3
votes

I want to run a 10-fold cross validation train/test experiment using Weka on a dataset that is already divided into 10 folds (i.e. each instance is already allocated to a fold). I know that if you give Weka a complete dataset, it can create the folds for you and run 10-fold CV, but is there a way to tell it which instances should belong to which fold, other than manually splitting the dataset into 10 train/test sets and running each of the 10 experiments independently?

Thanks

1

1 Answers

3
votes

Will you use Java? A simple example of training and evaluating classifiers using the Java interface is given here and excerpted below: http://www.programcreek.com/2013/01/a-simple-machine-learning-example-in-java/

The first step is creating the splits:

// Do 10-split cross validation
Instances[][] split = crossValidationSplit(data, 10);

// Separate split into training and testing arrays
Instances[] trainingSplits = split[0];
Instances[] testingSplits = split[1];

And then doing the typical training/evaluation:

// For each training-testing split pair, train and test the classifier
for (int i = 0; i < trainingSplits.length; i++) {
    Evaluation validation = classify(models[j], trainingSplits[i], testingSplits[i]);

    predictions.appendElements(validation.predictions());
}

By contrast, some of my earlier code used the trainCV/testCV functions to get these instance sets. You could write a new function returning these subsets of the data for your known folds.

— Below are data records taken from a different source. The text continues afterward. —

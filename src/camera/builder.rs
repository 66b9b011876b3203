use super::decode::JpegImageDecoder;
use super::hardware::{CameraHardware, ImageDecoder, PermissionRequester};
use super::lifecycle::ResourceLifecycleManager;
use crate::config::CameraConfig;
use crate::error::{AgentError, Result};
use crate::events::EventBus;
use std::sync::Arc;

/// Builder for the camera lifecycle manager
pub struct ResourceLifecycleManagerBuilder {
    config: Option<CameraConfig>,
    hardware: Option<Arc<dyn CameraHardware>>,
    permissions: Option<Arc<dyn PermissionRequester>>,
    decoder: Option<Arc<dyn ImageDecoder>>,
    event_bus: Option<Arc<EventBus>>,
}

impl ResourceLifecycleManagerBuilder {
    pub fn new() -> Self {
        Self {
            config: None,
            hardware: None,
            permissions: None,
            decoder: None,
            event_bus: None,
        }
    }

    pub fn config(mut self, config: CameraConfig) -> Self {
        self.config = Some(config);
        self
    }

    pub fn hardware(mut self, hardware: Arc<dyn CameraHardware>) -> Self {
        self.hardware = Some(hardware);
        self
    }

    pub fn permissions(mut self, permissions: Arc<dyn PermissionRequester>) -> Self {
        self.permissions = Some(permissions);
        self
    }

    /// Defaults to `JpegImageDecoder` when not set
    pub fn decoder(mut self, decoder: Arc<dyn ImageDecoder>) -> Self {
        self.decoder = Some(decoder);
        self
    }

    pub fn event_bus(mut self, event_bus: Arc<EventBus>) -> Self {
        self.event_bus = Some(event_bus);
        self
    }

    pub fn build(self) -> Result<ResourceLifecycleManager> {
        let config = self
            .config
            .ok_or_else(|| AgentError::system("Camera configuration must be specified"))?;
        let hardware = self
            .hardware
            .ok_or_else(|| AgentError::system("Camera hardware must be specified"))?;
        let permissions = self
            .permissions
            .ok_or_else(|| AgentError::system("Permission requester must be specified"))?;
        let event_bus = self
            .event_bus
            .ok_or_else(|| AgentError::system("Event bus must be specified"))?;
        let decoder = self
            .decoder
            .unwrap_or_else(|| Arc::new(JpegImageDecoder));

        Ok(ResourceLifecycleManager::new(
            config,
            hardware,
            permissions,
            decoder,
            event_bus,
        ))
    }
}

impl Default for ResourceLifecycleManagerBuilder {
    fn default() -> Self {
        Self::new()
    }
}
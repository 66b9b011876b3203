mod control;
mod orchestrator;
mod runtime;
mod shutdown;
mod startup;
mod state;
mod types;


pub use orchestrator::ScannerAgent;
pub use types::{ComponentState, RunSummary, ShutdownReason, TriggerHandles};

Perhaps the source code to Instances.trainCV is a good example of how to build Instance sets: http://grepcode.com/file/repo1.maven.org/maven2/nz.ac.waikato.cms.weka/weka-stable/3.6.7/weka/core/Instances.java

The key lines are calls to copyInstances.

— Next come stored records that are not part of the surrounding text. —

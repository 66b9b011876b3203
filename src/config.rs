use crate::camera::CameraFacing;
use config::{Config, ConfigError, Environment, File};
use serde::{Deserialize, Serialize};
use std::path::Path;
use std::time::Duration;
use tracing::{debug, info};

#[derive(Debug, Deserialize, Serialize, Clone, PartialEq)]
pub struct AgentConfig {
    pub camera: CameraConfig,
    pub server: ServerConfig,
    #[serde(default)]
    pub device: DeviceConfig,
    pub simulator: SimulatorConfig,
    pub system: SystemConfig,
}

#[derive(Debug, Deserialize, Serialize, Clone, PartialEq)]
pub struct CameraConfig {
    /// Which camera to prefer when several are present
    #[serde(default = "default_camera_facing")]
    pub facing: CameraFacing,

    /// JPEG quality applied before every capture (100 = no compression)
    #[serde(default = "default_jpeg_quality")]
    pub jpeg_quality: u8,
}

#[derive(Debug, Deserialize, Serialize, Clone, PartialEq)]
pub struct ServerConfig {
    /// Host name or address of the scanner server
    #[serde(default = "default_server_host")]
    pub host: String,

    /// Port as entered by the user; unparsable values fall back to 8001
    #[serde(default)]
    pub port: Option<String>,

    /// Timeout applied to each network step of a notification
    #[serde(default = "default_timeout_seconds")]
    pub timeout_seconds: u64,
}

#[derive(Debug, Deserialize, Serialize, Clone, PartialEq, Default)]
pub struct DeviceConfig {
    /// Manufacturer override; detected from the platform when unset
    #[serde(default)]
    pub manufacturer: Option<String>,

    /// Model override; detected from the platform when unset
    #[serde(default)]
    pub model: Option<String>,
}

#[derive(Debug, Deserialize, Serialize, Clone, PartialEq)]
pub struct SimulatorConfig {
    /// Whether the simulated device reports a camera feature
    #[serde(default = "default_sim_has_camera")]
    pub has_camera: bool,

    /// Whether camera permission is granted at startup
    #[serde(default = "default_sim_permission_granted")]
    pub permission_granted: bool,

    /// Whether a permission request is granted by the simulated prompt
    #[serde(default = "default_sim_grant_on_request")]
    pub grant_on_request: bool,

    /// Supported picture sizes, in driver order
    #[serde(default = "default_sim_resolutions")]
    pub resolutions: Vec<(u32, u32)>,

    /// Delay between the capture trigger and the picture callback
    #[serde(default = "default_sim_capture_delay_ms")]
    pub capture_delay_ms: u64,
}

#[derive(Debug, Deserialize, Serialize, Clone, PartialEq)]
pub struct SystemConfig {
    /// Event bus capacity
    #[serde(default = "default_event_bus_capacity")]
    pub event_bus_capacity: usize,
}

impl AgentConfig {
    /// Load configuration from default sources (file + environment variables)
    pub fn load() -> Result<Self, ConfigError> {
        Self::load_from_file("scanner-agent.toml")
    }

    /// Load configuration from a specific file path
    pub fn load_from_file<P: AsRef<Path>>(path: P) -> Result<Self, ConfigError> {
        let path_str = path.as_ref().to_string_lossy();
        debug!("Loading configuration from: {}", path_str);

        let resolutions: Vec<Vec<i64>> = default_sim_resolutions()
            .into_iter()
            .map(|(w, h)| vec![w as i64, h as i64])
            .collect();

        let settings = Config::builder()
            .set_default("camera.facing", default_camera_facing().as_str())?
            .set_default("camera.jpeg_quality", default_jpeg_quality() as i64)?
            .set_default("server.host", default_server_host())?
            .set_default("server.timeout_seconds", default_timeout_seconds() as i64)?
            .set_default("simulator.has_camera", default_sim_has_camera())?
            .set_default(
                "simulator.permission_granted",
                default_sim_permission_granted(),
            )?
            .set_default("simulator.grant_on_request", default_sim_grant_on_request())?
            .set_default("simulator.resolutions", resolutions)?
            .set_default("simulator.capture_delay_ms", default_sim_capture_delay_ms() as i64)?
            .set_default(
                "system.event_bus_capacity",
                default_event_bus_capacity() as i64,
            )?
            .add_source(File::with_name(&path_str).required(false))
            .add_source(Environment::with_prefix("SCANNER_AGENT").separator("__"))
            .build()?;

        let config: AgentConfig = settings.try_deserialize()?;

        info!("Configuration loaded successfully");
        debug!("Final configuration: {:#?}", config);

        Ok(config)
    }

    /// Validate configuration values
    pub fn validate(&self) -> Result<(), ConfigError> {
        if self.camera.jpeg_quality == 0 || self.camera.jpeg_quality > 100 {
            return Err(ConfigError::Message(
                "Camera jpeg_quality must be between 1 and 100".to_string(),
            ));
        }

        if self.server.timeout_seconds == 0 {
            return Err(ConfigError::Message(
                "Server timeout_seconds must be greater than 0".to_string(),
            ));
        }

        if self
            .simulator
            .resolutions
            .iter()
            .any(|&(w, h)| w == 0 || h == 0)
        {
            return Err(ConfigError::Message(
                "Simulator resolutions must be greater than 0".to_string(),
            ));
        }

        if self.system.event_bus_capacity == 0 {
            return Err(ConfigError::Message(
                "Event bus capacity must be greater than 0".to_string(),
            ));
        }

        Ok(())
    }
}

impl ServerConfig {
    pub fn timeout(&self) -> Duration {
        Duration::from_secs(self.timeout_seconds)
    }
}

impl Default for AgentConfig {
    fn default() -> Self {
        Self {
            camera: CameraConfig {
                facing: default_camera_facing(),
                jpeg_quality: default_jpeg_quality(),
            },
            server: ServerConfig {
                host: default_server_host(),
                port: None,
                timeout_seconds: default_timeout_seconds(),
            },
            device: DeviceConfig::default(),
            simulator: SimulatorConfig {
                has_camera: default_sim_has_camera(),
                permission_granted: default_sim_permission_granted(),
                grant_on_request: default_sim_grant_on_request(),
                resolutions: default_sim_resolutions(),
                capture_delay_ms: default_sim_capture_delay_ms(),
            },
            system: SystemConfig {
                event_bus_capacity: default_event_bus_capacity(),
            },
        }
    }
}

// Default value functions
fn default_camera_facing() -> CameraFacing {
    CameraFacing::Back
}
fn default_jpeg_quality() -> u8 {
    100
}

fn default_server_host() -> String {
    String::new()
}
fn default_timeout_seconds() -> u64 {
    10
}

fn default_sim_has_camera() -> bool {
    true
}
fn default_sim_permission_granted() -> bool {
    true
}
fn default_sim_grant_on_request() -> bool {
    true
}
fn default_sim_resolutions() -> Vec<(u32, u32)> {
    vec![(640, 480), (1920, 1080), (1280, 720)]
}
fn default_sim_capture_delay_ms() -> u64 {
    150
}

fn default_event_bus_capacity() -> usize {
    100
}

copyInstances(0, train, first);
copyInstances(first + numInstForFold, train,
      numInstances() - first - numInstForFold);
return train;

Perhaps it is also possible to simply create an empty Instances using new Instances(java.lang.String name, java.util.ArrayList<Attribute> attInfo, int capacity) and populating using Instances.get from the superset of all instances.

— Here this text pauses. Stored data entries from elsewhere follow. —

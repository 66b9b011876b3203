use serde::{Deserialize, Serialize};

/// Outcome of a server notification, one variant per protocol step that can fail
#[derive(Debug, Clone, Copy, PartialEq, Eq, Hash, Serialize, Deserialize)]
#[serde(rename_all = "snake_case")]
pub enum NotificationStatus {
    /// Attempt has begun
    Starting,
    /// Host or port cannot form a valid URL
    MalformedEndpoint,
    /// Connection could not be established
    ConnectionError,
    /// Request method or headers were rejected
    ProtocolConfigurationError,
    /// Payload could not be serialized
    PayloadConstructionError,
    /// Writing the request failed
    SendError,
    /// Response status could not be read
    ResponseReadError,
    /// Server answered; any status code counts
    Delivered,
}

impl NotificationStatus {
    pub fn is_terminal(&self) -> bool {
        !matches!(self, NotificationStatus::Starting)
    }

    pub fn is_delivered(&self) -> bool {
        matches!(self, NotificationStatus::Delivered)
    }

    pub fn as_str(&self) -> &'static str {
        match self {
            NotificationStatus::Starting => "starting",
            NotificationStatus::MalformedEndpoint => "malformed_endpoint",
            NotificationStatus::ConnectionError => "connection_error",
            NotificationStatus::ProtocolConfigurationError => "protocol_configuration_error",
            NotificationStatus::PayloadConstructionError => "payload_construction_error",
            NotificationStatus::SendError => "send_error",
            NotificationStatus::ResponseReadError => "response_read_error",
            NotificationStatus::Delivered => "delivered",
        }
    }

    /// Text shown to the operator
    pub fn user_message(&self) -> &'static str {
        match self {
            NotificationStatus::Starting => "Connecting to scanner server...",
            NotificationStatus::MalformedEndpoint => "Malformed server address",
            NotificationStatus::ConnectionError => "Could not connect to scanner server",
            NotificationStatus::ProtocolConfigurationError => "Request setup failed",
            NotificationStatus::PayloadConstructionError => "Could not build device notification",
            NotificationStatus::SendError => "Could not send device notification",
            NotificationStatus::ResponseReadError => "No response from scanner server",
            NotificationStatus::Delivered => "Scanner server notified",
        }
    }
}

impl std::fmt::Display for NotificationStatus {
    fn fmt(&self, f: &mut std::fmt::Formatter<'_>) -> std::fmt::Result {
        f.write_str(self.as_str())
    }
}
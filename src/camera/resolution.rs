use crate::error::CameraError;

/// Pick the picture size to capture at.
///
/// Single pass starting from the first entry; a later entry replaces the
/// candidate only when it is at least as wide and strictly taller. The
/// result depends on input order and is not always the largest area.
pub fn select_max_resolution(supported: &[(u32, u32)]) -> Result<(u32, u32), CameraError> {
    let (first, rest) = supported
        .split_first()
        .ok_or(CameraError::NoSupportedResolutions)?;

    let mut best = *first;
    for &(width, height) in rest {
        if width >= best.0 && height > best.1 {
            best = (width, height);
        }
    }

    Ok(best)
}
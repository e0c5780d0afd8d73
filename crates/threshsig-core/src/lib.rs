//! # threshsig core
//!
//! Core primitives for (k, l) threshold RSA signatures with a trusted dealer.
//!
//! This crate provides the fundamental building blocks for:
//! - Dealer key generation (safe-prime modulus, integer polynomial sharing)
//! - Partial signing with a single key share
//! - Combination of k partial signatures into a standard RSA signature
//!
//! ## Protocol Overview
//!
//! The private exponent `d` is shared with a degree `k - 1` polynomial over
//! the integers. Every signer raises the padded message to `2·Δ·s_i`, with
//! `Δ = l!`, and any k of those values are combined by Lagrange
//! interpolation in the exponent. The result is an ordinary PKCS#1 v1.5
//! signature that verifies against the group public key alone:
//! - No party, including the combiner, ever sees `d`
//! - Fewer than k shares reveal nothing about `d`
//! - Any k-subset yields the same signature
//!
//! ## Example
//!
//! ```rust,ignore
//! use threshsig_core::{Dealer, SigShare};
//!
//! let mut dealer = Dealer::new(1024)?;
//! dealer.generate_keys(3, 5)?;
//! let group_key = dealer.group_key().cloned().unwrap();
//! let shares = dealer.take_shares();
//! dealer.destroy();
//!
//! let partials = shares[..3]
//!     .iter()
//!     .map(|share| share.sign(message))
//!     .collect::<Result<Vec<_>, _>>()?;
//! let signature = SigShare::combine(message, &partials, 3, 5, &group_key)?;
//! group_key.verify(message, &signature)?;
//! ```

pub mod config;
pub mod encoding;
pub mod error;
pub mod keygen;
pub mod math;
pub mod sign;
pub mod types;
pub mod wire;

pub use config::{DealerConfig, ThresholdParams};
pub use keygen::Dealer;
pub use error::{Error, Result};
pub use sign::SigShareSet;
pub use types::{GroupKey, KeyShare, ShareIndex, SigShare};

/// Protocol version
pub const VERSION: &str = env!("CARGO_PKG_VERSION");

/// Smallest modulus size, in bits, accepted by the dealer
pub const MIN_KEY_SIZE: usize = 512;

/// Default modulus size in bits
pub const DEFAULT_KEY_SIZE: usize = 2048;

/// Largest supported number of shares
pub const MAX_SHARES: usize = 4096;

/// Default public exponent (F4)
pub const DEFAULT_PUBLIC_EXPONENT: u64 = 65_537;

Another way would be using a filter, like the following excerpted example when I was training a multiple classifiers with the same splits (in Matlab/java):

filterRand = Randomize();
filterRange = RemoveRange();

%if the filterInst parameter is active, take a subsample of training
if doFilterTrain
    rangeStr = sprintf('%g-%g', 1, learnParams.trainSizeMax );
    filterRange.setInstancesIndices( rangeStr );
    filterRange.setInvertSelection( 1 );
end

if doFilterTrain
    filterRand.setInputFormat( instTrain );
    filterRange.setInputFormat( instTrain );

    instTrainSub = Filter.useFilter(instTrain, filterRand);
    instTrainSub = Filter.useFilter(instTrainSub, filterRange);
end

Good luck!